Generally, the magnitude of drawdown due to additional coal resource development, which is the difference in drawdown between CRDP and baseline, is most sensitive to the hydraulic properties of the interburden. The drawdown is not sensitive to parameters such as the recharge scalers, depth of incision of the streambed or the alluvium hydraulic properties.

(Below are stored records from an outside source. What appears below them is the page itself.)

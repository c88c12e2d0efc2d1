use anyhow::{Context, Result};
use docinsight::{
    analysis::{AnalysisEngine, AnalysisService},
    api, config, logging,
};
use std::sync::Arc;
use tokio::net::TcpListener;

#[tokio::main]
async fn main() -> Result<()> {
    config::init_config();
    let config = config::get_config();
    logging::init_tracing(config);

    tracing::info!(
        max_document_chars = config.max_document_chars,
        "Loading sentence model"
    );
    let engine = Arc::new(AnalysisEngine::from_config(config));
    let app = api::create_router(
        Arc::new(AnalysisService::new(engine)),
        config.max_body_bytes(),
    );

    let listener = TcpListener::bind((config.server_host, config.server_port))
        .await
        .with_context(|| {
            format!(
                "failed to bind {}:{}",
                config.server_host, config.server_port
            )
        })?;
    tracing::info!(
        "Listening on http://{}:{}",
        config.server_host,
        config.server_port
    );
    axum::serve(listener, app)
        .await
        .context("HTTP server terminated unexpectedly")?;

    Ok(())
}
use std::collections::HashMap;
use std::ops::ControlFlow;
use std::time::Duration;

use tokio::task::JoinHandle;
use tokio::time::{interval_at, Instant, MissedTickBehavior};
use tokio_util::sync::CancellationToken;

use crate::timer::TimerId;

/// Handle to the task producing ticks for one timer.
///
/// Dropping the handle cancels its token and aborts the task.
#[derive(Debug)]
pub(crate) struct TickSource {
    run: u64,
    token: CancellationToken,
    handle: Option<JoinHandle<()>>,
}

impl TickSource {
    /// Cancel the task and hand back its join handle
    fn into_handle(mut self) -> Option<JoinHandle<()>> {
        self.token.cancel();
        let handle = self.handle.take();
        if let Some(handle) = &handle {
            handle.abort();
        }
        handle
    }
}

impl Drop for TickSource {
    fn drop(&mut self) {
        self.token.cancel();
        if let Some(handle) = self.handle.take() {
            handle.abort();
        }
    }
}

/// Running tick sources keyed by timer id, at most one per id.
///
/// Each source gets a run number that is never reused, so a tick can check
/// it still belongs to the live source before touching timer state.
#[derive(Debug)]
pub(crate) struct TickScheduler {
    sources: HashMap<TimerId, TickSource>,
    last_run: u64,
    root_token: CancellationToken,
}

impl TickScheduler {
    pub(crate) fn new(root_token: CancellationToken) -> Self {
        TickScheduler {
            sources: HashMap::new(),
            last_run: 0,
            root_token,
        }
    }

    /// Start a tick source for `id`, replacing any existing one.
    ///
    /// `spawn` receives the run number and the source's cancellation token.
    pub(crate) fn begin<F>(&mut self, id: TimerId, spawn: F) -> u64
    where
        F: FnOnce(u64, CancellationToken) -> JoinHandle<()>,
    {
        self.stop(id);

        self.last_run += 1;
        let run = self.last_run;
        let token = self.root_token.child_token();
        let handle = spawn(run, token.clone());
        self.sources.insert(
            id,
            TickSource {
                run,
                token,
                handle: Some(handle),
            },
        );
        run
    }

    /// Release the tick source for `id`. Returns false if none was running.
    pub(crate) fn stop(&mut self, id: TimerId) -> bool {
        self.sources.remove(&id).is_some()
    }

    pub(crate) fn is_current(&self, id: TimerId, run: u64) -> bool {
        self.sources.get(&id).is_some_and(|s| s.run == run)
    }

    pub(crate) fn len(&self) -> usize {
        self.sources.len()
    }

    /// Release every source, returning the aborted tasks' handles
    pub(crate) fn drain(&mut self) -> Vec<JoinHandle<()>> {
        self.sources
            .drain()
            .filter_map(|(_, source)| source.into_handle())
            .collect()
    }
}

/// Call `on_tick` once per `period`, starting one period from now, until it
/// breaks or the token is cancelled.
///
/// Deadlines are anchored to the start instant, so a slow tick does not push
/// later ones back.
pub(crate) async fn drive<F>(
    mut on_tick: F,
    period: Duration,
    missed_tick_behavior: MissedTickBehavior,
    token: CancellationToken,
) where
    F: FnMut() -> ControlFlow<()>,
{
    let mut ticks = interval_at(Instant::now() + period, period);
    ticks.set_missed_tick_behavior(missed_tick_behavior);

    loop {
        tokio::select! {
            biased;

            _ = token.cancelled() => break,

            _ = ticks.tick() => {
                if on_tick().is_break() {
                    break;
                }
            }
        }
    }
}

#[cfg(test)]
mod tests {
    use super::*;
    use std::sync::atomic::{AtomicU32, Ordering};
    use std::sync::Arc;
    use tokio::time::sleep;

    const SECOND: Duration = Duration::from_secs(1);

    fn counting(counter: Arc<AtomicU32>, limit: u32) -> impl FnMut() -> ControlFlow<()> {
        move || {
            let n = counter.fetch_add(1, Ordering::SeqCst) + 1;
            if n >= limit {
                ControlFlow::Break(())
            } else {
                ControlFlow::Continue(())
            }
        }
    }

    #[tokio::test(start_paused = true)]
    async fn test_drive_ticks_once_per_period() {
        let counter = Arc::new(AtomicU32::new(0));
        let token = CancellationToken::new();
        tokio::spawn(drive(
            counting(counter.clone(), u32::MAX),
            SECOND,
            MissedTickBehavior::Burst,
            token.clone(),
        ));

        sleep(Duration::from_millis(500)).await;
        assert_eq!(counter.load(Ordering::SeqCst), 0);

        sleep(Duration::from_secs(3)).await;
        assert_eq!(counter.load(Ordering::SeqCst), 3);

        token.cancel();
        sleep(Duration::from_secs(3)).await;
        assert_eq!(counter.load(Ordering::SeqCst), 3);
    }

    #[tokio::test(start_paused = true)]
    async fn test_drive_stops_on_break() {
        let counter = Arc::new(AtomicU32::new(0));
        let task = tokio::spawn(drive(
            counting(counter.clone(), 2),
            SECOND,
            MissedTickBehavior::Burst,
            CancellationToken::new(),
        ));

        sleep(Duration::from_millis(10_500)).await;
        assert!(task.is_finished());
        assert_eq!(counter.load(Ordering::SeqCst), 2);
    }

    fn idle_task(token: CancellationToken) -> JoinHandle<()> {
        tokio::spawn(async move { token.cancelled().await })
    }

    #[tokio::test]
    async fn test_begin_replaces_existing_source() {
        let mut scheduler = TickScheduler::new(CancellationToken::new());
        let id = TimerId::new(1);

        let mut first_token = None;
        let first = scheduler.begin(id, |_, token| {
            first_token = Some(token.clone());
            idle_task(token)
        });
        let second = scheduler.begin(id, |_, token| idle_task(token));

        assert_ne!(first, second);
        assert_eq!(scheduler.len(), 1);
        assert!(first_token.unwrap().is_cancelled());
        assert!(!scheduler.is_current(id, first));
        assert!(scheduler.is_current(id, second));
    }

    #[tokio::test]
    async fn test_stop_cancels_source() {
        let mut scheduler = TickScheduler::new(CancellationToken::new());
        let id = TimerId::new(3);
        let mut captured = None;
        let run = scheduler.begin(id, |_, token| {
            captured = Some(token.clone());
            idle_task(token)
        });

        assert!(scheduler.stop(id));
        assert!(!scheduler.stop(id));
        assert!(!scheduler.is_current(id, run));
        assert!(captured.unwrap().is_cancelled());
        assert_eq!(scheduler.len(), 0);
    }

    #[tokio::test]
    async fn test_drain_releases_everything() {
        let root = CancellationToken::new();
        let mut scheduler = TickScheduler::new(root.clone());
        for raw in 1..=3 {
            scheduler.begin(TimerId::new(raw), |_, token| idle_task(token));
        }

        let handles = scheduler.drain();
        assert_eq!(handles.len(), 3);
        assert_eq!(scheduler.len(), 0);
        for handle in handles {
            let result = handle.await;
            assert!(result.is_ok() || result.unwrap_err().is_cancelled());
        }
        assert!(!root.is_cancelled());
    }

    #[tokio::test]
    async fn test_root_token_cancels_children() {
        let root = CancellationToken::new();
        let mut scheduler = TickScheduler::new(root.clone());
        let mut captured = None;
        scheduler.begin(TimerId::new(9), |_, token| {
            captured = Some(token.clone());
            idle_task(token)
        });

        root.cancel();
        assert!(captured.unwrap().is_cancelled());
    }
}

The tmax varies between 2012 and 2102 and thus spans the entire simulation period. It indicates that while maximum difference in drawdown (dmax) can be achieved during mining operations, it is very likely that dmax is attained in the decades after mining ceases. The tmax increases with increasing distance from mine tenements. The largest drawdowns due to additional coal resource development occur in close vicinity of the mines, within or shortly after the peak mining period and within the simulation period. Further away from the mines, the drawdown due to additional coal resource development takes longer to reach a maximum, potentially beyond the simulation period. However, as the drawdowns are not likely to be significant and are increasingly uncertain, there is little to be gained through extending the simulation period to provide a more precise estimate of tmax.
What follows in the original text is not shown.